» Problem details
Transcribe the data below in full, exactly.

(Collected data)
────────

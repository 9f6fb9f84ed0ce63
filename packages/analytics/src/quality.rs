//! Fitness of clustered data for forecasting.

use crime_analytics_models::{ClusterGroup, DataQualityAssessment, MonthlyPoint};

use crate::aggregate::monthly_totals;

/// Fewest incidents a dataset needs to be considered valid.
pub const MIN_DATA_POINTS: usize = 100;

/// Fewest months of coverage a dataset needs to be considered valid.
pub const MIN_COVERAGE_MONTHS: u32 = 24;

/// Outlier share of monthly buckets (percent) above which an issue is raised.
const MAX_OUTLIER_PERCENTAGE: f64 = 10.0;

/// Monthly buckets needed before outliers are searched for.
const MIN_OUTLIER_BUCKETS: usize = 4;

/// Assesses incident volume, temporal coverage and monthly outliers.
#[must_use]
#[allow(clippy::cast_precision_loss)]
pub fn assess(groups: &[ClusterGroup]) -> DataQualityAssessment {
    let data_points: usize = groups.iter().map(|g| g.cluster_items.len()).sum();
    if data_points == 0 {
        log::warn!("Data quality requested without cluster data");
        return DataQualityAssessment {
            is_valid: false,
            data_points: 0,
            coverage_months: 0,
            outlier_count: 0,
            outlier_percentage: 0.0,
            issues: vec!["No cluster data provided for quality assessment".to_string()],
            recommendations: vec![
                "Run clustering analysis first to generate data for quality assessment"
                    .to_string(),
            ],
        };
    }

    let totals = monthly_totals(groups);
    let coverage_months = coverage(&totals);
    let counts: Vec<u64> = totals.iter().map(|p| p.count).collect();
    let outlier_count = count_outliers(&counts);
    let outlier_percentage = if counts.is_empty() {
        0.0
    } else {
        outlier_count as f64 / counts.len() as f64 * 100.0
    };

    let mut issues = Vec::new();
    let mut recommendations = Vec::new();

    if data_points < MIN_DATA_POINTS {
        issues.push(format!(
            "Low data volume: {data_points} incidents (minimum {MIN_DATA_POINTS} recommended)"
        ));
        recommendations.push(
            "Widen the date range or relax filters to include more incidents".to_string(),
        );
    }
    if coverage_months < MIN_COVERAGE_MONTHS {
        issues.push(format!(
            "Short time coverage: {coverage_months} months (minimum {MIN_COVERAGE_MONTHS} recommended)"
        ));
        recommendations.push(format!(
            "Collect at least {MIN_COVERAGE_MONTHS} months of history for seasonal forecasting"
        ));
    }
    if outlier_percentage > MAX_OUTLIER_PERCENTAGE {
        issues.push(format!(
            "High outlier rate: {outlier_count} of {} months ({outlier_percentage:.1}%) are outliers",
            counts.len()
        ));
        recommendations.push(
            "Review outlier months for reporting gaps or data entry errors".to_string(),
        );
    }

    let is_valid = issues.is_empty()
        && data_points >= MIN_DATA_POINTS
        && coverage_months >= MIN_COVERAGE_MONTHS;

    log::info!(
        "Data quality: {data_points} incidents over {coverage_months} months, \
         {outlier_count} outlier months, valid: {is_valid}"
    );

    DataQualityAssessment {
        is_valid,
        data_points,
        coverage_months,
        outlier_count,
        outlier_percentage,
        issues,
        recommendations,
    }
}

/// Inclusive number of months between the first and last observed month.
fn coverage(totals: &[MonthlyPoint]) -> u32 {
    let (Some(first), Some(last)) = (totals.first(), totals.last()) else {
        return 0;
    };
    u32::try_from(last.month_index() - first.month_index() + 1).unwrap_or(u32::MAX)
}

/// Counts values outside `[Q1 - 1.5 IQR, Q3 + 1.5 IQR]`.
///
/// Quartiles are taken at indices `len / 4` and `3 * len / 4` of the sorted
/// counts, without interpolation. Fewer than four values have no outliers.
#[allow(clippy::cast_precision_loss)]
fn count_outliers(counts: &[u64]) -> usize {
    if counts.len() < MIN_OUTLIER_BUCKETS {
        return 0;
    }

    let mut sorted = counts.to_vec();
    sorted.sort_unstable();
    let q1 = sorted[sorted.len() / 4] as f64;
    let q3 = sorted[3 * sorted.len() / 4] as f64;
    let iqr = q3 - q1;
    let low = 1.5f64.mul_add(-iqr, q1);
    let high = 1.5f64.mul_add(iqr, q3);

    counts
        .iter()
        .filter(|&&c| (c as f64) < low || (c as f64) > high)
        .count()
}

────────

» Task response
repository 9f6fb9f84ed0ce63
filename packages/analytics/src/quality.rs
//! Fitness of clustered data for forecasting.

use crime_analytics_models::{ClusterGroup, DataQualityAssessment, MonthlyPoint};

use crate::aggregate::monthly_totals;

/// Fewest incidents a dataset needs to be considered valid.
pub const MIN_DATA_POINTS: usize = 100;

/// Fewest months of coverage a dataset needs to be considered valid.
pub const MIN_COVERAGE_MONTHS: u32 = 24;

/// Outlier share of monthly buckets (percent) above which an issue is raised.
const MAX_OUTLIER_PERCENTAGE: f64 = 10.0;

/// Monthly buckets needed before outliers are searched for.
const MIN_OUTLIER_BUCKETS: usize = 4;

/// Assesses incident volume, temporal coverage and monthly outliers.
#[must_use]
#[allow(clippy::cast_precision_loss)]
pub fn assess(groups: &[ClusterGroup]) -> DataQualityAssessment {
    let data_points: usize = groups.iter().map(|g| g.cluster_items.len()).sum();
    if data_points == 0 {
        log::warn!("Data quality requested without cluster data");
        return DataQualityAssessment {
            is_valid: false,
            data_points: 0,
            coverage_months: 0,
            outlier_count: 0,
            outlier_percentage: 0.0,
            issues: vec!["No cluster data provided for quality assessment".to_string()],
            recommendations: vec![
                "Run clustering analysis first to generate data for quality assessment"
                    .to_string(),
            ],
        };
    }

    let totals = monthly_totals(groups);
    let coverage_months = coverage(&totals);
    let counts: Vec<u64> = totals.iter().map(|p| p.count).collect();
    let outlier_count = count_outliers(&counts);
    let outlier_percentage = if counts.is_empty() {
        0.0
    } else {
        outlier_count as f64 / counts.len() as f64 * 100.0
    };

    let mut issues = Vec::new();
    let mut recommendations = Vec::new();

    if data_points < MIN_DATA_POINTS {
        issues.push(format!(
            "Low data volume: {data_points} incidents (minimum {MIN_DATA_POINTS} recommended)"
        ));
        recommendations.push(
            "Widen the date range or relax filters to include more incidents".to_string(),
        );
    }
    if coverage_months < MIN_COVERAGE_MONTHS {
        issues.push(format!(
            "Short time coverage: {coverage_months} months (minimum {MIN_COVERAGE_MONTHS} recommended)"
        ));
        recommendations.push(format!(
            "Collect at least {MIN_COVERAGE_MONTHS} months of history for seasonal forecasting"
        ));
    }
    if outlier_percentage > MAX_OUTLIER_PERCENTAGE {
        issues.push(format!(
            "High outlier rate: {outlier_count} of {} months ({outlier_percentage:.1}%) are outliers",
            counts.len()
        ));
        recommendations.push(
            "Review outlier months for reporting gaps or data entry errors".to_string(),
        );
    }

    let is_valid = issues.is_empty()
        && data_points >= MIN_DATA_POINTS
        && coverage_months >= MIN_COVERAGE_MONTHS;

    log::info!(
        "Data quality: {data_points} incidents over {coverage_months} months, \
         {outlier_count} outlier months, valid: {is_valid}"
    );

    DataQualityAssessment {
        is_valid,
        data_points,
        coverage_months,
        outlier_count,
        outlier_percentage,
        issues,
        recommendations,
    }
}

/// Inclusive number of months between the first and last observed month.
fn coverage(totals: &[MonthlyPoint]) -> u32 {
    let (Some(first), Some(last)) = (totals.first(), totals.last()) else {
        return 0;
    };
    u32::try_from(last.month_index() - first.month_index() + 1).unwrap_or(u32::MAX)
}

/// Counts values outside `[Q1 - 1.5 IQR, Q3 + 1.5 IQR]`.
///
/// Quartiles are taken at indices `len / 4` and `3 * len / 4` of the sorted
/// counts, without interpolation. Fewer than four values have no outliers.
#[allow(clippy::cast_precision_loss)]
fn count_outliers(counts: &[u64]) -> usize {
    if counts.len() < MIN_OUTLIER_BUCKETS {
        return 0;
    }

    let mut sorted = counts.to_vec();
    sorted.sort_unstable();
    let q1 = sorted[sorted.len() / 4] as f64;
    let q3 = sorted[3 * sorted.len() / 4] as f64;
    let iqr = q3 - q1;
    let low = 1.5f64.mul_add(-iqr, q1);
    let high = 1.5f64.mul_add(iqr, q3);

    counts
        .iter()
        .filter(|&&c| (c as f64) < low || (c as f64) > high)
        .count()
}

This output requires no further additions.